The Rum Story is a visitor attraction in Whitehaven, Cumbria, England. It presents the story of the rum trade and the creation of rum. It is located in an original 1785 trading shop and warehouses.

The Rum Story was started with United Kingdom National Lottery funding from the Millennium Commission and opened in May 2000. It was voted Cumbria Tourism's "Small Visitor Attraction" in 2007.

The Jefferson family, wine merchants, imported wine and spirits for over two centuries until 1998. Their story is covered by The Rum Story. The first of this family to move to Whitehaven was Robert Jefferson (1704-1779). He became a master mariner working in the tobacco trade from Virginia to Whitehaven. At this time, Whitehaven was a major tobacco importer, capitalising on a position relatively protected from the sequence of wars with the French.

In 1832, brothers Henry and Robert Jefferson provided a mortgage on two estates in Antigua that were owned by the heirs of Rear Admiral Sir William Ogilvy (the lead executor was his son, Sir John Ogilvy, 9th Baronet). These were York's Estate (which had 146 enslaved people) and the New Division Estate (309 enslaved people). The indenture which effected this mortgage is owned by the Rum Story.

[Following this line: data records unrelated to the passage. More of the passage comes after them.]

use crate::cli::{PipelineArgs, ServeArgs};
use crate::pipeline::executor::BatchExecutor;
use crate::video::ffmpeg_codec::FfmpegCodec;
use crate::web::api::{
    job_events_handler, list_jobs_handler, list_processors_handler, process_handler, root_handler,
};
use anyhow::{Context, Result};
use axum::{
    extract::DefaultBodyLimit,
    routing::{get, post},
    Router,
};
use std::net::{SocketAddr, TcpListener};
use std::path::PathBuf;
use std::sync::Arc;
use tokio::sync::Semaphore;
use tower_http::trace::TraceLayer;
use tracing::{info, warn};

/// Shared by every request handler.
pub struct AppState {
    pub work_root: PathBuf,
    pub pipeline: PipelineArgs,
    pub codec: Arc<FfmpegCodec>,
    pub executor: Arc<dyn BatchExecutor>,
    /// Bounds how many jobs run at once; each job already runs its own pool.
    pub job_slots: Arc<Semaphore>,
}

pub fn build_router(state: Arc<AppState>, max_upload_bytes: usize) -> Router {
    Router::new()
        .route("/", get(root_handler))
        .route("/processors", get(list_processors_handler))
        .route("/process/:processor", post(process_handler))
        .route("/jobs", get(list_jobs_handler))
        .route("/jobs/:job_id/events", get(job_events_handler))
        .layer(DefaultBodyLimit::max(max_upload_bytes))
        .layer(TraceLayer::new_for_http())
        .with_state(state)
}

pub async fn run_server(args: ServeArgs) -> Result<()> {
    let codec = FfmpegCodec::new(&args.pipeline.ffmpeg, &args.pipeline.ffprobe);
    codec.check_available()?;
    let executor = args.pipeline.backend.build()?;

    tokio::fs::create_dir_all(&args.work_root)
        .await
        .with_context(|| format!("Failed to create work root {}", args.work_root.display()))?;

    let state = Arc::new(AppState {
        work_root: args.work_root.clone(),
        pipeline: args.pipeline.clone(),
        codec: Arc::new(codec),
        executor,
        job_slots: Arc::new(Semaphore::new(args.max_concurrent_jobs.max(1))),
    });

    let mut current_port = args.port;
    let listener = loop {
        let addr = SocketAddr::new(args.host, current_port);
        match TcpListener::bind(addr) {
            Ok(listener) => {
                // Set non-blocking before registering with Tokio
                listener.set_nonblocking(true)?;
                info!("Successfully bound to {}", addr);
                break listener;
            }
            Err(e) => {
                warn!("Failed to bind to {}: {}. Trying next port...", addr, e);
                current_port = current_port.wrapping_add(1);
                if current_port == 0 {
                    return Err(anyhow::anyhow!("No available ports found"));
                }
            }
        }
    };

    let app = build_router(state, args.max_upload_mb * 1024 * 1024);

    let tokio_listener = tokio::net::TcpListener::from_std(listener)?;
    info!(
        "Reframe server started on http://{:?} (backend: {:?}, max concurrent jobs: {})",
        tokio_listener.local_addr()?,
        args.pipeline.backend,
        args.max_concurrent_jobs
    );

    axum::serve(tokio_listener, app).await?;

    Ok(())
}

In 2025, the museum announced plans to update its exhibits to highlight Whitehaven's "glossed over" ties to slavery, using money from the National Lottery Heritage Fund. The Whitehaven Harbour Commissioners, alongside the non-profit Anti-Racist Cumbria, announced they would work with historians to fact-check details. They noted that for years, the involvement of ports like Whitehaven in the slave trade had not been accurately represented. This meant that "intergenerational consequences, including trauma had been ignored". There had been "active avoidance or euphemism", with terms such as "shipping" or the "Virginia Trade" bring used to refer to slavery.